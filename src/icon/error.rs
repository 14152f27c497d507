//! Error types for icon generation.

use thiserror::Error;

/// Failure modes of the icon renderer.
///
/// The validation variants are client input errors and surface as 400
/// responses; `MissingTemplateSlot` means the template resource itself is
/// unusable and surfaces as 500. Every failure is detected before any
/// output is produced, so a partial SVG is never emitted.
#[derive(Debug, Clone, PartialEq, Eq, Error)]
pub enum IconError {
    #[error("Extension parameter (ext or extension) is required")]
    MissingExtension,

    #[error("Invalid file extension. Only alphanumeric characters allowed, max 10 characters.")]
    InvalidExtension,

    #[error("Invalid textColor. Must be a hex color (e.g., #0078d4)")]
    InvalidTextColor,

    #[error("Invalid fontSize. Must be a number between 10 and 200")]
    InvalidFontSize,

    #[error("Invalid bgColor. Must be a hex color (e.g., #f44336)")]
    InvalidBackgroundColor,

    #[error("SVG template is missing the {slot} slot")]
    MissingTemplateSlot { slot: &'static str },
}

impl IconError {
    /// Whether the failure was caused by client input rather than the
    /// service's own resources.
    pub fn is_client_error(&self) -> bool {
        !matches!(self, IconError::MissingTemplateSlot { .. })
    }
}
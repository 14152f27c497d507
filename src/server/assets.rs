//! Static asset constants (landing page HTML and CSS).

/// Landing page describing the API.
pub const INDEX_HTML: &str = include_str!("index.html");

/// Stylesheet for the landing page.
pub const CSS: &str = include_str!("styles.css");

# # # # #

## About this exercise:
Please print the listing exactly, keeping each line as it is.

## Task answer:
filename src/icon/error.rs
repository 14152f27c497d507
//! Error types for icon generation.

use thiserror::Error;

/// Failure modes of the icon renderer.
///
/// The validation variants are client input errors and surface as 400
/// responses; `MissingTemplateSlot` means the template resource itself is
/// unusable and surfaces as 500. Every failure is detected before any
/// output is produced, so a partial SVG is never emitted.
#[derive(Debug, Clone, PartialEq, Eq, Error)]
pub enum IconError {
    #[error("Extension parameter (ext or extension) is required")]
    MissingExtension,

    #[error("Invalid file extension. Only alphanumeric characters allowed, max 10 characters.")]
    InvalidExtension,

    #[error("Invalid textColor. Must be a hex color (e.g., #0078d4)")]
    InvalidTextColor,

    #[error("Invalid fontSize. Must be a number between 10 and 200")]
    InvalidFontSize,

    #[error("Invalid bgColor. Must be a hex color (e.g., #f44336)")]
    InvalidBackgroundColor,

    #[error("SVG template is missing the {slot} slot")]
    MissingTemplateSlot { slot: &'static str },
}

impl IconError {
    /// Whether the failure was caused by client input rather than the
    /// service's own resources.
    pub fn is_client_error(&self) -> bool {
        !matches!(self, IconError::MissingTemplateSlot { .. })
    }
}
repository 14152f27c497d507
filename src/server/assets.rs
//! Static asset constants (landing page HTML and CSS).

/// Landing page describing the API.
pub const INDEX_HTML: &str = include_str!("index.html");

/// Stylesheet for the landing page.
pub const CSS: &str = include_str!("styles.css");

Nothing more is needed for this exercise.